In dealing with answer No. 4 I have shown how the inadequacy of our language leads us so much astray in our notions of the real role of force in human relationships. But there is a curious phenomenon of thought which explains perhaps still more how misconceptions grow up on this subject, and that is the habit of thinking of a war which, of course, must include two parties, in terms, solely of one party at a time. Thus one critic[3] is quite sure that because the Balkan peoples “recked nothing of financial disaster,” economic considerations have had nothing to do with their war—a conclusion which seems to be arrived at by the process of judgment just indicated: to find the cause of condition produced by two parties you shall rigorously ignore one. For there is a great deal of internal evidence for believing that the writer of the article in question would admit very readily that the efforts of the Turk to wring taxes out of the conquered peoples—not in return for a civilized administration but simply as the means of livelihood, of turning conquest into a trade—had a very great deal to do in explaining the Turk’s presence there at all and the Christian’s desire to get rid of him; while the same article specifically states that the mutual jealousies of the great powers, based on a desire to “grab” (an economic motive), had a great deal to do with preventing a peaceful settlement of the difficulties. Yet “economics” have nothing to do with it!

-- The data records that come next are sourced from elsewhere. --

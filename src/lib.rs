//! Receiving side of cross-site state transfer.
//! Tracks which remote site is pushing state into a cache, replays received
//! chunks through the local write pipeline with transfer tags, and bounds the
//! worker pools that run that work.

pub mod config;
pub mod executor;
pub mod store;
pub mod telemetry;
pub mod util;
pub mod xsite;

pub use config::{load_config, ConfigError, XsiteConfig, DEFAULT_NUM_SEGMENTS};
pub use executor::{
    spawn_with_capability, AdmissionDecision, AdmissionPolicy, BlockingRejectionPolicy,
    BoundedExecutor, ExecutorConfig, ExecutorConfigError, ExecutorError, ExecutorLifecycle,
    ExecutorMetrics, InMemoryExecutorMetrics, InMemoryExecutorSnapshot, NoopExecutorMetrics, Task,
    TaskId, TelemetryExecutorMetrics, ThreadCapability,
};
pub use store::{InMemoryStore, LocalMirror, StoredEntry, TrackingCommitManager, WriteListener};
pub use telemetry::{MetricKind, MetricsSnapshot, SharedMetricsRegistry, TelemetryError};
pub use util::XsiteError;
pub use xsite::{
    AlreadyActive, ApplyError, ApplyMode, CommandId, CommandIdGenerator, CommitTracker,
    EntryMetadata, HashPartitioner, InMemoryStateTransferMetrics, InMemoryStateTransferSnapshot,
    InternalMetadata, Key, NoopStateTransferMetrics, PartitionLookup, PipelineError, PutCommand,
    SegmentId, SingleKeyWriteContext, StateChunk, StateConsumer, StateConsumerBuilder, StateEntry,
    StateTransferMetrics, TelemetryStateTransferMetrics, TransactionError, TransactionId,
    TransactionManager, TransferSession, TxWriteContext, Value, WriteContext, WriteFlag,
    WriteFlags, WritePipeline, STATE_TRANSFER_PUT_FLAGS,
};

I have attempted elsewhere to make these two points—that it is on the one hand the false economics of the Turks, and on the other hand the false economics of the powers of Europe, colouring the policy and Statecraft of both, which have played an enormous, in all human probability, a determining role in the immediate provoking cause of the war; and, of course, a further and more remote cause of the whole difficulty is the fact that the Balkan peoples never having been subjected to the discipline of that complex social life which arises from trade and commerce have never grown out of (or to a less degree) those primitive racial and religious hostilities which at one time in Europe as a whole provoked conflicts like that now raging in the Balkans. The following article which appeared[4] at the outbreak of the war may summarise some of the points with which we have been dealing.
Polite and good-natured people think it rude to say “Balkans” if a Pacifist be present. Yet I never understood why, and I understand now less than ever. It carries the implication that because war has broken out that fact disposes of all objection to it. The armies are at grips, therefore peace is a mistake. Passion reigns on the Balkans, therefore passion is preferable to reason.
I suppose cannibalism and infanticide, polygamy, judicial torture, religious persecution, witchcraft, during all the years we did these “inevitable” things, were defended in the same way, and those who resented all criticism of them pointed in triumph to the cannibal feast, the dead child, the maimed witness, the slain heretic, or the burned witch. But the fact did not prove the wisdom of those habits, still less their inevitability; for we have them no more.